HAUNTED VEGETATION: FORMERLY GERMAN ORCHARDS IN POLISH POMERANIA

In today’s blog, previously published as a ‘Snapshot’ in Environment and History 30.1 (February 2024), Karolina Ćwiek-Rogalska employs a hauntological approach to abandoned Pomeranian orchards in present-day north-western Poland, to explore the effects of post-1945 population migrations.

Fruit trees, still present in the landscape of Rieselei (second case study). Photograph © Karolina Ćwiek-Rogalska.

This essay employs a hauntological approach to explore the effects of post-1945 mass migrations in Central Europe, particularly Poland, on the former German vegetation by focusing on the case of the Pomeranian orchards and fruit trees near the town of Wałcz (formerly German Deutsch Krone) in present-day north-western Poland. The data for this study was collected through fieldwork in two abandoned orchards that were established by German-speaking inhabitants near their Vorwerks, i.e. lone farms scattered around the region. The sites are named Bobrowo (Baberow in German) and Porosty (Rieselei in German). After the Second World War, the original inhabitants were expelled, and the farms were briefly inhabited by Polish settlers before being deserted. The background for this was that, in and after 1945, the German inhabitants of the regions incorporated into Poland who had not fled before the Red Army’s advance were forcibly relocated to German lands to the west, and new settlers, mostly Poles from Central and Eastern Poland, were relocated to replace them. My fieldwork consisted of two main research methods. The first involved interviewing current visitors to these places or people who may remember them from the past, some the new settlers or their children and grandchildren, on-site and on-line. The second method entailed gathering information about the vegetation itself, primarily observing the vegetation cycle from autumn 2022 to autumn 2023. 

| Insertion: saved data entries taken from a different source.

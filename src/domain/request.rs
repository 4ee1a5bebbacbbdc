use super::card::Card;

/// One operation's inputs: the card in the slot, the PIN the user typed,
/// and the amounts involved. Transient — build one per terminal call.
#[derive(Debug, PartialEq, Clone)]
pub struct Request {
    pub card: Card,
    pub pin_input: String,
    pub withdraw_amount: i64,
    pub deposit_amount: i64,
}

impl Request {
    pub fn new(card: Card) -> Self {
        Self {
            card,
            pin_input: String::new(),
            withdraw_amount: 0,
            deposit_amount: 0,
        }
    }

    pub fn with_pin(card: Card, pin_input: impl Into<String>) -> Self {
        Self {
            pin_input: pin_input.into(),
            ..Self::new(card)
        }
    }

    pub fn with_deposit(card: Card, amount: i64) -> Self {
        Self {
            deposit_amount: amount,
            ..Self::new(card)
        }
    }

    pub fn with_withdrawal(card: Card, pin_input: impl Into<String>, amount: i64) -> Self {
        Self {
            pin_input: pin_input.into(),
            withdraw_amount: amount,
            ..Self::new(card)
        }
    }
}
use crate::domain::account::Account;
use crate::domain::card::{Card, Person};
use crate::error::Result;
use serde::Deserialize;
use std::io::Read;

/// A seed record describing one cardholder and their account.
///
/// Profiles are the JSON counterpart of the bank's master data: everything
/// the directory needs to open an account, plus the PIN the issued card
/// carries. `failed_attempts` and `blocked` default to a clean slate so
/// fixtures only set them when a scenario starts mid-lockout.
#[derive(Debug, Deserialize, PartialEq, Clone)]
pub struct CardholderProfile {
    pub id_number: String,
    pub pin: String,
    pub first_name: String,
    pub last_name: String,
    pub bank_name: String,
    pub balance: i64,
    #[serde(default)]
    pub failed_attempts: u32,
    #[serde(default)]
    pub blocked: bool,
}

impl CardholderProfile {
    /// The card issued for this profile.
    pub fn card(&self) -> Card {
        Card::new(self.id_number.clone(), self.pin.clone())
    }

    /// The cardholder.
    pub fn person(&self) -> Person {
        Person::new(self.first_name.clone(), self.last_name.clone())
    }

    /// The account in its seeded state.
    pub fn account(&self) -> Account {
        let mut account = Account::new(
            self.id_number.clone(),
            self.bank_name.clone(),
            self.balance,
        );
        account.failed_attempts = self.failed_attempts;
        account.blocked = self.blocked;
        account
    }
}

/// Loads a JSON array of profiles from any `Read` source.
pub fn load_profiles<R: Read>(source: R) -> Result<Vec<CardholderProfile>> {
    Ok(serde_json::from_reader(source)?)
}
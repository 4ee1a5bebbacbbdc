pub mod session_reader;
pub mod statement_writer;
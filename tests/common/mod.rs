use std::fs::File;
use std::io::Error;
use std::path::Path;

pub fn write_profiles(path: &Path) -> Result<(), Error> {
    let profiles = serde_json::json!([
        {
            "id_number": "1234 1234 1234 1234",
            "pin": "4444",
            "first_name": "peter",
            "last_name": "svensson",
            "bank_name": "Ikano Bank",
            "balance": 1400
        },
        {
            "id_number": "1111 2222 3333 4444",
            "pin": "1234",
            "first_name": "pelle",
            "last_name": "karlsson",
            "bank_name": "Ikano Bank",
            "balance": 45000
        }
    ]);

    let file = File::create(path)?;
    serde_json::to_writer_pretty(file, &profiles)?;
    Ok(())
}

pub fn write_session(path: &Path, rows: &[[&str; 4]]) -> Result<(), Error> {
    let file = File::create(path)?;
    let mut wtr = csv::WriterBuilder::new().from_writer(file);

    wtr.write_record(["op", "card", "pin", "amount"])?;
    for row in rows {
        wtr.write_record(row)?;
    }

    wtr.flush()?;
    Ok(())
}
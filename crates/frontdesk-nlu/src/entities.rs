//! Lightweight entity extraction from caller utterances
//!
//! Pattern-based pulls of time, date, name, phone, email and service
//! mentions. Used by the booking flow to pre-fill details so the caller is
//! not asked for things they already said.

use regex::Regex;
use serde::{Deserialize, Serialize};
use std::sync::LazyLock;

static TIME_PATTERNS: LazyLock<Vec<Regex>> = LazyLock::new(|| {
    [
        r"(?i)\b(\d{1,2}):(\d{2})\s*(am|pm)?\b",
        r"(?i)\b(\d{1,2})\s*(am|pm)\b",
        r"(?i)\b(morning|afternoon|evening|noon)\b",
    ]
    .iter()
    .filter_map(|p| Regex::new(p).ok())
    .collect()
});

static DATE_PATTERNS: LazyLock<Vec<Regex>> = LazyLock::new(|| {
    [
        r"(?i)\b(today|tomorrow|yesterday)\b",
        r"(?i)\b(monday|tuesday|wednesday|thursday|friday|saturday|sunday)\b",
        r"\b(\d{1,2})/(\d{1,2})/(\d{4})\b",
        r"(?i)\b(january|february|march|april|may|june|july|august|september|october|november|december)\s+(\d{1,2})\b",
    ]
    .iter()
    .filter_map(|p| Regex::new(p).ok())
    .collect()
});

static NAME_PATTERNS: LazyLock<Vec<Regex>> = LazyLock::new(|| {
    [
        r"(?i)\bmy name is\s+([a-z\s]+)",
        r"(?i)\bi'm\s+([a-z\s]+)",
        r"(?i)\bthis is\s+([a-z\s]+)",
    ]
    .iter()
    .filter_map(|p| Regex::new(p).ok())
    .collect()
});

static PHONE_PATTERNS: LazyLock<Vec<Regex>> = LazyLock::new(|| {
    [
        r"\b\d{3}[-.\s]?\d{3}[-.\s]?\d{4}\b",
        r"\(\d{3}\)\s*\d{3}[-.\s]?\d{4}",
    ]
    .iter()
    .filter_map(|p| Regex::new(p).ok())
    .collect()
});

static EMAIL_PATTERN: LazyLock<Vec<Regex>> = LazyLock::new(|| {
    [r"[a-zA-Z0-9._%+-]+@[a-zA-Z0-9.-]+\.[a-zA-Z]{2,}"]
        .iter()
        .filter_map(|p| Regex::new(p).ok())
        .collect()
});

/// Service keywords recognized in utterances, checked in order
const SERVICE_KEYWORDS: [&str; 7] = [
    "consultation",
    "checkup",
    "cleaning",
    "treatment",
    "therapy",
    "massage",
    "haircut",
];

/// Entities pulled out of a single utterance
///
/// Serializes to an empty object when nothing was found.
#[derive(Debug, Clone, Default, Serialize, Deserialize, PartialEq, Eq)]
pub struct ExtractedEntities {
    /// Time mention, verbatim ("2:30 pm", "morning")
    #[serde(skip_serializing_if = "Option::is_none")]
    pub time: Option<String>,

    /// Date mention, verbatim ("tomorrow", "12/25/2026")
    #[serde(skip_serializing_if = "Option::is_none")]
    pub date: Option<String>,

    /// Caller name, title-cased
    #[serde(skip_serializing_if = "Option::is_none")]
    pub name: Option<String>,

    /// Phone number, verbatim
    #[serde(skip_serializing_if = "Option::is_none")]
    pub phone: Option<String>,

    /// Email address, verbatim
    #[serde(skip_serializing_if = "Option::is_none")]
    pub email: Option<String>,

    /// Service keyword, lowercase
    #[serde(skip_serializing_if = "Option::is_none")]
    pub service: Option<String>,
}

impl ExtractedEntities {
    /// Whether no entity was found
    #[must_use]
    pub const fn is_empty(&self) -> bool {
        self.time.is_none()
            && self.date.is_none()
            && self.name.is_none()
            && self.phone.is_none()
            && self.email.is_none()
            && self.service.is_none()
    }
}

fn first_match(patterns: &[Regex], text: &str) -> Option<String> {
    patterns
        .iter()
        .find_map(|re| re.find(text))
        .map(|m| m.as_str().trim().to_string())
}

fn first_capture(patterns: &[Regex], text: &str) -> Option<String> {
    patterns
        .iter()
        .find_map(|re| re.captures(text))
        .and_then(|caps| caps.get(1))
        .map(|m| title_case(m.as_str()))
}

/// Uppercase the first letter of each word, lowercase the rest
fn title_case(raw: &str) -> String {
    raw.split_whitespace()
        .map(|word| {
            let mut chars = word.chars();
            chars.next().map_or_else(String::new, |first| {
                first.to_uppercase().collect::<String>() + chars.as_str().to_lowercase().as_str()
            })
        })
        .collect::<Vec<_>>()
        .join(" ")
}

fn extract_service(folded: &str) -> Option<String> {
    SERVICE_KEYWORDS
        .iter()
        .find(|keyword| folded.contains(*keyword))
        .map(|keyword| (*keyword).to_string())
}

/// Extract all recognized entities from an utterance
#[must_use]
pub fn extract_entities(utterance: &str) -> ExtractedEntities {
    let folded = utterance.to_lowercase();

    ExtractedEntities {
        time: first_match(&TIME_PATTERNS, utterance),
        date: first_match(&DATE_PATTERNS, utterance),
        name: first_capture(&NAME_PATTERNS, utterance),
        phone: first_match(&PHONE_PATTERNS, utterance),
        email: first_match(&EMAIL_PATTERN, utterance),
        service: extract_service(&folded),
    }
}
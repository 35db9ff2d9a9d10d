//! Appointment book endpoints

use crate::state::AppState;
use axum::{
    extract::{Path, Query, State},
    http::StatusCode,
    response::Json,
};
use chrono::{NaiveDate, NaiveTime, Utc};
use frontdesk_core::error::Error;
use frontdesk_core::types::{
    ApiResponse, Appointment, AppointmentStatus, ErrorResponse, PaginationInfo,
};
use frontdesk_store::{AppointmentFilter, NewAppointment};
use serde::{Deserialize, Serialize};
use std::sync::Arc;
use tracing::{error, info, warn};
use uuid::Uuid;
use validator::Validate;

/// Query parameters for listing appointments
#[derive(Debug, Deserialize, Validate)]
pub struct ListAppointmentsQuery {
    /// Maximum rows to return
    #[validate(range(min = 1, max = 1000))]
    pub limit: Option<i64>,

    /// Rows to skip before the page
    #[validate(range(min = 0))]
    pub offset: Option<i64>,

    /// Keep appointments in this status
    pub status: Option<AppointmentStatus>,

    /// Keep appointments on this calendar date
    pub date: Option<NaiveDate>,

    /// Case-insensitive search over customer details and service
    pub search: Option<String>,
}

impl ListAppointmentsQuery {
    fn to_filter(&self, default_page: i64, max_page: i64) -> AppointmentFilter {
        let limit = self.limit.unwrap_or(default_page).min(max_page);
        let offset = self.offset.unwrap_or(0);
        AppointmentFilter {
            status: self.status,
            date: self.date,
            search: self.search.clone(),
            limit: usize::try_from(limit).unwrap_or(0),
            offset: usize::try_from(offset).unwrap_or(0),
        }
    }
}

/// Appointment page with pagination metadata
#[derive(Debug, Serialize)]
pub struct ListAppointmentsResponse {
    /// Page of matching appointments in schedule order
    pub appointments: Vec<Appointment>,
    /// Matching rows before pagination
    pub total: i64,
    /// Rows in this page
    pub count: i64,
    /// Rows skipped before this page
    pub offset: i64,
    /// Forward and backward paging hints
    pub pagination: PaginationInfo,
}

/// Request body for creating an appointment
#[derive(Debug, Deserialize, Validate)]
pub struct CreateAppointmentRequest {
    /// Customer name
    #[validate(length(min = 1, max = 100))]
    pub customer_name: String,

    /// Customer phone number
    #[validate(length(max = 30))]
    pub customer_phone: Option<String>,

    /// Customer email address
    #[validate(email)]
    pub customer_email: Option<String>,

    /// Service being booked
    #[validate(length(min = 1, max = 100))]
    pub service_type: String,

    /// Calendar date of the visit
    pub scheduled_date: NaiveDate,

    /// Time of day of the visit
    pub scheduled_time: NaiveTime,

    /// Planned length in minutes, defaults to the configured duration
    #[validate(range(min = 5, max = 480))]
    pub duration_minutes: Option<u32>,

    /// Free-form notes
    #[validate(length(max = 500))]
    pub notes: Option<String>,
}

/// Request body for moving an appointment to a new status
#[derive(Debug, Deserialize)]
pub struct UpdateStatusRequest {
    /// Status to move to
    pub status: AppointmentStatus,
}

/// Open slot grid for the booking picker
#[derive(Debug, Serialize)]
pub struct AvailabilityResponse {
    /// Open slots as `YYYY-MM-DD HH:MM`, soonest first
    pub slots: Vec<String>,
    /// Number of open slots
    pub total: usize,
}

/// List appointments with filtering and pagination
///
/// # Errors
///
/// * `BAD_REQUEST` - Invalid query parameters
pub async fn list_appointments(
    State(state): State<Arc<AppState>>,
    Query(query): Query<ListAppointmentsQuery>,
) -> Result<Json<ListAppointmentsResponse>, (StatusCode, Json<ErrorResponse>)> {
    if let Err(validation_errors) = query.validate() {
        warn!("Invalid appointment list query: {:?}", validation_errors);
        return Err((
            StatusCode::BAD_REQUEST,
            Json(
                ErrorResponse::new("Invalid query parameters", "INVALID_PARAMETERS")
                    .with_details(serde_json::json!(validation_errors)),
            ),
        ));
    }

    let filter = query.to_filter(
        state.config.api.default_page_size,
        state.config.api.max_page_size,
    );
    let (appointments, total) = state.appointments.list(&filter);

    let total = i64::try_from(total).unwrap_or(i64::MAX);
    let count = i64::try_from(appointments.len()).unwrap_or(i64::MAX);
    let offset = i64::try_from(filter.offset).unwrap_or(i64::MAX);
    let limit = i64::try_from(filter.limit).unwrap_or(i64::MAX);

    Ok(Json(ListAppointmentsResponse {
        appointments,
        total,
        count,
        offset,
        pagination: PaginationInfo::compute(offset, limit, total),
    }))
}

/// Book an appointment
///
/// # Errors
///
/// * `BAD_REQUEST` - Invalid request body
pub async fn create_appointment(
    State(state): State<Arc<AppState>>,
    Json(body): Json<CreateAppointmentRequest>,
) -> Result<(StatusCode, Json<ApiResponse<Appointment>>), (StatusCode, Json<ErrorResponse>)> {
    if let Err(validation_errors) = body.validate() {
        warn!("Invalid appointment request: {:?}", validation_errors);
        return Err((
            StatusCode::BAD_REQUEST,
            Json(
                ErrorResponse::new("Invalid request body", "INVALID_PARAMETERS")
                    .with_details(serde_json::json!(validation_errors)),
            ),
        ));
    }

    let appointment = state.appointments.insert(NewAppointment {
        customer_name: body.customer_name,
        customer_phone: body.customer_phone,
        customer_email: body.customer_email,
        service_type: body.service_type,
        scheduled_date: body.scheduled_date,
        scheduled_time: body.scheduled_time,
        duration_minutes: body
            .duration_minutes
            .unwrap_or(state.config.business.appointment_duration_minutes),
        notes: body.notes,
    });

    info!(
        appointment_id = %appointment.id,
        customer = %appointment.customer_name,
        "appointment booked"
    );

    Ok((StatusCode::CREATED, Json(ApiResponse::success(appointment))))
}

/// Move an appointment to a new status
///
/// # Errors
///
/// * `NOT_FOUND` - No appointment with the given id
/// * `UNPROCESSABLE_ENTITY` - Transition not allowed from the current status
pub async fn update_appointment_status(
    State(state): State<Arc<AppState>>,
    Path(appointment_id): Path<Uuid>,
    Json(body): Json<UpdateStatusRequest>,
) -> Result<Json<ApiResponse<Appointment>>, (StatusCode, Json<ErrorResponse>)> {
    match state.appointments.update_status(appointment_id, body.status) {
        Ok(appointment) => Ok(Json(ApiResponse::success_with_message(
            appointment,
            "Appointment status updated",
        ))),
        Err(Error::NotFound { .. }) => Err((
            StatusCode::NOT_FOUND,
            Json(ErrorResponse::new(
                format!("Appointment {appointment_id} not found"),
                "APPOINTMENT_NOT_FOUND",
            )),
        )),
        Err(Error::Conflict { message }) => {
            warn!(appointment_id = %appointment_id, "rejected status transition");
            Err((
                StatusCode::UNPROCESSABLE_ENTITY,
                Json(ErrorResponse::new(message, "INVALID_STATUS_TRANSITION")),
            ))
        }
        Err(e) => {
            error!(error = %e, "appointment status update failed");
            Err((
                StatusCode::INTERNAL_SERVER_ERROR,
                Json(ErrorResponse::new(
                    "Failed to update appointment",
                    "INTERNAL_ERROR",
                )),
            ))
        }
    }
}

/// Appointments on today's calendar date, cancelled excluded
pub async fn today_appointments(
    State(state): State<Arc<AppState>>,
) -> Json<ApiResponse<Vec<Appointment>>> {
    let rows = state.appointments.today(Utc::now().date_naive());
    Json(ApiResponse::success(rows))
}

/// Open bookings after today
pub async fn upcoming_appointments(
    State(state): State<Arc<AppState>>,
) -> Json<ApiResponse<Vec<Appointment>>> {
    let rows = state.appointments.upcoming(Utc::now().date_naive());
    Json(ApiResponse::success(rows))
}

/// Open slots for the next seven days
pub async fn availability() -> Json<ApiResponse<AvailabilityResponse>> {
    let slots = frontdesk_dialogue::booking::available_slots(Utc::now());
    let total = slots.len();
    Json(ApiResponse::success(AvailabilityResponse { slots, total }))
}
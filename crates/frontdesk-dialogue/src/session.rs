//! Conversation sessions and the in-memory session store

use chrono::{DateTime, Duration, Utc};
use dashmap::DashMap;
use frontdesk_core::config::SessionConfig;
use frontdesk_core::types::{ConversationTurn, Intent, TurnRole};
use frontdesk_core::utils::{generate_session_id, validate_session_id};
use frontdesk_nlu::WELCOME_RESPONSE;
use serde::{Deserialize, Serialize};

use crate::booking::{BookingDetails, BookingField};
use crate::error::{DialogueError, DialogueResult};

/// Where a conversation currently stands
#[derive(Debug, Clone, Copy, Default, Serialize, Deserialize, PartialEq, Eq)]
#[serde(rename_all = "snake_case")]
pub enum DialogueStage {
    /// No booking in progress
    #[default]
    Initial,
    /// Collecting booking details one field at a time
    CollectingInfo,
    /// Details read back, waiting for the caller to confirm
    Confirming,
    /// Conversation wrapped up (booked or said goodbye)
    Completed,
}

impl DialogueStage {
    /// Stage label as serialized on the wire
    #[must_use]
    pub const fn label(self) -> &'static str {
        match self {
            Self::Initial => "initial",
            Self::CollectingInfo => "collecting_info",
            Self::Confirming => "confirming",
            Self::Completed => "completed",
        }
    }
}

impl std::fmt::Display for DialogueStage {
    fn fmt(&self, f: &mut std::fmt::Formatter<'_>) -> std::fmt::Result {
        f.write_str(self.label())
    }
}

/// State of a single conversation
#[derive(Debug, Clone, Serialize)]
pub struct DialogueSession {
    /// Session identifier
    pub id: String,
    /// Current conversation stage
    pub stage: DialogueStage,
    /// Label of the most recently matched intent
    pub current_intent: Option<String>,
    /// Booking details collected so far
    pub booking: BookingDetails,
    /// Field the last bot turn prompted for, if it was a prompt
    #[serde(skip)]
    pub pending: Option<BookingField>,
    /// Conversation transcript, oldest first
    pub history: Vec<ConversationTurn>,
    /// When the session was created
    pub created_at: DateTime<Utc>,
    /// Last time the caller or the receptionist spoke
    pub last_activity: DateTime<Utc>,
}

impl DialogueSession {
    /// Create a session opening with the receptionist's greeting
    #[must_use]
    pub fn new(id: impl Into<String>) -> Self {
        let now = Utc::now();
        let welcome = ConversationTurn {
            timestamp: now,
            role: TurnRole::Bot,
            content: WELCOME_RESPONSE.to_string(),
            intent: Some(Intent::Greeting.label().to_string()),
            confidence: None,
        };

        Self {
            id: id.into(),
            stage: DialogueStage::Initial,
            current_intent: None,
            booking: BookingDetails::default(),
            pending: None,
            history: vec![welcome],
            created_at: now,
            last_activity: now,
        }
    }

    /// Append a turn, dropping the oldest once the transcript cap is hit
    pub fn record_turn(&mut self, turn: ConversationTurn, max_history: usize) {
        self.history.push(turn);
        if self.history.len() > max_history {
            let excess = self.history.len() - max_history;
            self.history.drain(..excess);
        }
        self.last_activity = Utc::now();
    }
}

/// Session summary returned over the API
#[derive(Debug, Clone, Serialize)]
pub struct SessionInfo {
    /// Session identifier
    pub session_id: String,
    /// Current conversation stage
    pub state: DialogueStage,
    /// Label of the most recently matched intent
    pub current_intent: Option<String>,
    /// Booking details collected so far
    pub booking: BookingDetails,
    /// Number of recorded turns
    pub turn_count: usize,
    /// When the session was created
    pub created_at: DateTime<Utc>,
    /// Last time either side spoke
    pub last_activity: DateTime<Utc>,
    /// Conversation transcript, oldest first
    pub history: Vec<ConversationTurn>,
}

impl From<&DialogueSession> for SessionInfo {
    fn from(session: &DialogueSession) -> Self {
        Self {
            session_id: session.id.clone(),
            state: session.stage,
            current_intent: session.current_intent.clone(),
            booking: session.booking.clone(),
            turn_count: session.history.len(),
            created_at: session.created_at,
            last_activity: session.last_activity,
            history: session.history.clone(),
        }
    }
}

/// Concurrent store of live conversation sessions
///
/// Sessions are keyed by id and expire after a configurable quiet period.
/// Expiry is driven by a periodic sweep, not by reads.
pub struct SessionStore {
    sessions: DashMap<String, DialogueSession>,
    max_history_turns: usize,
    max_age: Duration,
    idle_warning: Duration,
}

impl SessionStore {
    /// Create an empty store with limits taken from configuration
    #[must_use]
    pub fn new(config: &SessionConfig) -> Self {
        Self {
            sessions: DashMap::new(),
            max_history_turns: config.max_history_turns,
            max_age: Duration::hours(i64::try_from(config.max_age_hours).unwrap_or(i64::MAX)),
            idle_warning: Duration::seconds(
                i64::try_from(config.idle_warning_seconds).unwrap_or(i64::MAX),
            ),
        }
    }

    /// Resolve a session id, creating the session if needed
    ///
    /// A well-formed caller-supplied id is honored even when unknown, so a
    /// client can keep its id across a server restart. Malformed ids are
    /// discarded and a fresh one is generated.
    pub fn ensure(&self, requested: Option<&str>) -> String {
        let id = match requested {
            Some(id) if validate_session_id(id) => id.to_string(),
            Some(id) => {
                tracing::debug!(rejected = %id, "malformed session id, generating a new one");
                generate_session_id()
            }
            None => generate_session_id(),
        };

        self.sessions
            .entry(id.clone())
            .or_insert_with(|| DialogueSession::new(id.clone()));
        id
    }

    /// Run a closure against a session, failing if the id is unknown
    pub fn with_session<T>(
        &self,
        session_id: &str,
        f: impl FnOnce(&mut DialogueSession) -> T,
    ) -> DialogueResult<T> {
        self.sessions.get_mut(session_id).map_or_else(
            || Err(DialogueError::session_not_found(session_id)),
            |mut session| Ok(f(&mut session)),
        )
    }

    /// Append a turn to a session's transcript
    pub fn record_turn(&self, session_id: &str, turn: ConversationTurn) -> DialogueResult<()> {
        let max_history = self.max_history_turns;
        self.with_session(session_id, |session| {
            session.record_turn(turn, max_history);
        })
    }

    /// Snapshot a session for the API
    #[must_use]
    pub fn get_info(&self, session_id: &str) -> Option<SessionInfo> {
        self.sessions
            .get(session_id)
            .map(|session| SessionInfo::from(&*session))
    }

    /// Drop a session, returning whether it existed
    pub fn remove(&self, session_id: &str) -> bool {
        self.sessions.remove(session_id).is_some()
    }

    /// Replace a session with a fresh one under the same id
    ///
    /// The fresh session opens with the greeting turn again; collected
    /// booking details and history are discarded.
    pub fn reset(&self, session_id: &str) -> DialogueResult<SessionInfo> {
        match self.sessions.get_mut(session_id) {
            Some(mut entry) => {
                *entry = DialogueSession::new(session_id);
                Ok(SessionInfo::from(&*entry))
            }
            None => Err(DialogueError::session_not_found(session_id)),
        }
    }

    /// Sweep out sessions quiet for longer than the configured age
    pub fn cleanup_expired(&self) -> usize {
        let now = Utc::now();
        let before = self.sessions.len();
        self.sessions
            .retain(|_, session| now.signed_duration_since(session.last_activity) <= self.max_age);
        let removed = before.saturating_sub(self.sessions.len());
        if removed > 0 {
            tracing::info!(removed, remaining = self.sessions.len(), "expired sessions cleaned up");
        }
        removed
    }

    /// Number of sessions quiet past the idle warning threshold
    #[must_use]
    pub fn idle_count(&self) -> usize {
        let now = Utc::now();
        self.sessions
            .iter()
            .filter(|entry| now.signed_duration_since(entry.last_activity) > self.idle_warning)
            .count()
    }

    /// Number of live sessions
    #[must_use]
    pub fn len(&self) -> usize {
        self.sessions.len()
    }

    /// Whether the store holds no sessions
    #[must_use]
    pub fn is_empty(&self) -> bool {
        self.sessions.is_empty()
    }
}

#[cfg(test)]
#[allow(clippy::missing_panics_doc)]
mod tests {
    use super::*;
    use pretty_assertions::assert_eq;

    fn store() -> SessionStore {
        SessionStore::new(&SessionConfig::default())
    }

    #[test]
    fn new_session_opens_with_the_greeting() {
        let store = store();
        let id = store.ensure(None);
        assert!(id.starts_with("sess_"));

        let info = store.get_info(&id).unwrap();
        assert_eq!(info.state, DialogueStage::Initial);
        assert_eq!(info.turn_count, 1);

        let welcome = &info.history[0];
        assert_eq!(welcome.role, TurnRole::Bot);
        assert_eq!(welcome.content, WELCOME_RESPONSE);
        assert_eq!(welcome.intent.as_deref(), Some("greeting"));
        assert!(welcome.confidence.is_none());
    }

    #[test]
    fn ensure_reuses_an_existing_session() {
        let store = store();
        let id = store.ensure(None);
        store
            .record_turn(&id, ConversationTurn::user("hello"))
            .unwrap();

        let again = store.ensure(Some(&id));
        assert_eq!(again, id);
        assert_eq!(store.get_info(&id).unwrap().turn_count, 2);
        assert_eq!(store.len(), 1);
    }

    #[test]
    fn ensure_honors_a_caller_supplied_id() {
        let store = store();
        let id = store.ensure(Some("client-session_42"));
        assert_eq!(id, "client-session_42");
        assert!(store.get_info("client-session_42").is_some());
    }

    #[test]
    fn ensure_discards_a_malformed_id() {
        let store = store();
        let id = store.ensure(Some("not a valid id!"));
        assert_ne!(id, "not a valid id!");
        assert!(id.starts_with("sess_"));
        assert!(store.get_info("not a valid id!").is_none());
    }

    #[test]
    fn transcript_is_capped_at_the_configured_length() {
        let config = SessionConfig {
            max_history_turns: 5,
            ..Default::default()
        };
        let store = SessionStore::new(&config);
        let id = store.ensure(None);

        for n in 1..=10 {
            store
                .record_turn(&id, ConversationTurn::user(format!("turn {n}")))
                .unwrap();
        }

        let info = store.get_info(&id).unwrap();
        assert_eq!(info.turn_count, 5);
        // The greeting and the earliest turns were dropped
        assert_eq!(info.history[0].content, "turn 6");
        assert_eq!(info.history[4].content, "turn 10");
    }

    #[test]
    fn unknown_session_is_an_error() {
        let store = store();
        let err = store
            .with_session("sess_missing", |_| ())
            .unwrap_err();
        assert!(matches!(err, DialogueError::SessionNotFound { .. }));
    }

    #[test]
    fn cleanup_removes_only_stale_sessions() {
        let store = store();
        let stale = store.ensure(None);
        let fresh = store.ensure(None);

        store
            .with_session(&stale, |session| {
                session.last_activity = Utc::now() - Duration::hours(25);
            })
            .unwrap();

        assert_eq!(store.cleanup_expired(), 1);
        assert!(store.get_info(&stale).is_none());
        assert!(store.get_info(&fresh).is_some());
    }

    #[test]
    fn remove_reports_whether_the_session_existed() {
        let store = store();
        let id = store.ensure(None);
        assert!(store.remove(&id));
        assert!(!store.remove(&id));
        assert!(store.is_empty());
    }

    #[test]
    fn reset_discards_history_but_keeps_the_id() {
        let store = store();
        let id = store.ensure(None);
        store
            .record_turn(&id, ConversationTurn::user("book an appointment"))
            .unwrap();
        store
            .with_session(&id, |session| {
                session.stage = DialogueStage::CollectingInfo;
            })
            .unwrap();

        let info = store.reset(&id).unwrap();
        assert_eq!(info.session_id, id);
        assert_eq!(info.state, DialogueStage::Initial);
        assert_eq!(info.turn_count, 1);
        assert_eq!(info.history[0].content, WELCOME_RESPONSE);

        let err = store.reset("sess_missing").unwrap_err();
        assert!(matches!(err, DialogueError::SessionNotFound { .. }));
    }

    #[test]
    fn idle_count_tracks_quiet_sessions() {
        let config = SessionConfig {
            idle_warning_seconds: 60,
            ..Default::default()
        };
        let store = SessionStore::new(&config);
        let quiet = store.ensure(None);
        store.ensure(None);

        assert_eq!(store.idle_count(), 0);

        store
            .with_session(&quiet, |session| {
                session.last_activity = Utc::now() - Duration::seconds(120);
            })
            .unwrap();
        assert_eq!(store.idle_count(), 1);
    }

    #[test]
    fn stage_serializes_in_snake_case() {
        let value = serde_json::to_value(DialogueStage::CollectingInfo).unwrap();
        assert_eq!(value, serde_json::json!("collecting_info"));
        assert_eq!(DialogueStage::Confirming.to_string(), "confirming");
    }
}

In what follows, I address the orchards as the non-human. The term non-human has gained prominence in anthropology as a way of challenging the anthropocentric view that places humans above and apart from other forms of life and matter. Following the insights of new materialism, some anthropologists have argued that non-human entities, such as trees, have their own vitality, agency and modes of existence that cannot be reduced to human meanings or purposes. Jane Bennett proposed the concept of vibrant matter to describe the forces that animate both human and non-human bodies.[1] We may also study how literature narrates the encounters and transformations between humans and non-humans, and how these narratives reveal the ecological, ethical and political implications of the non-human turn.[2] This essay also contributes to ‘a willingness to theorize events … as encounters between ontologically diverse actants, some human, some not, though all thoroughly material’.[3] In this case, the events in question are expulsion and resettlement in post-1945 Poland.

In 1945, as a result of decisions taken by the wartime allies at the Yalta and Potsdam conferences, Poland’s borders were shifted to the west. The country lost its eastern Borderland provinces and gained some parts of the former German provinces in the west, including the region of Central Pomerania where the two Vorwerks under scrutiny were situated. Vorwerk is a lone farm – interestingly, the Polish term, folwark, is a Germanism. The newly annexed regions were presented as ‘recovered’, based on the historical argument that they were once briefly under Polish rule.[4] Wałcz and its surroundings were distinctive in being a borderland between Poland and Germany – in their various forms – so some traces of Polishness could be found there, albeit scarce. For the main, then, the new settlers encountered a material culture that was unmistakably German. In other words, the Polishness being located in the distant past meant that the new inhabitants, predominantly of Polish origin, began their new lives amid material traces of German presence. 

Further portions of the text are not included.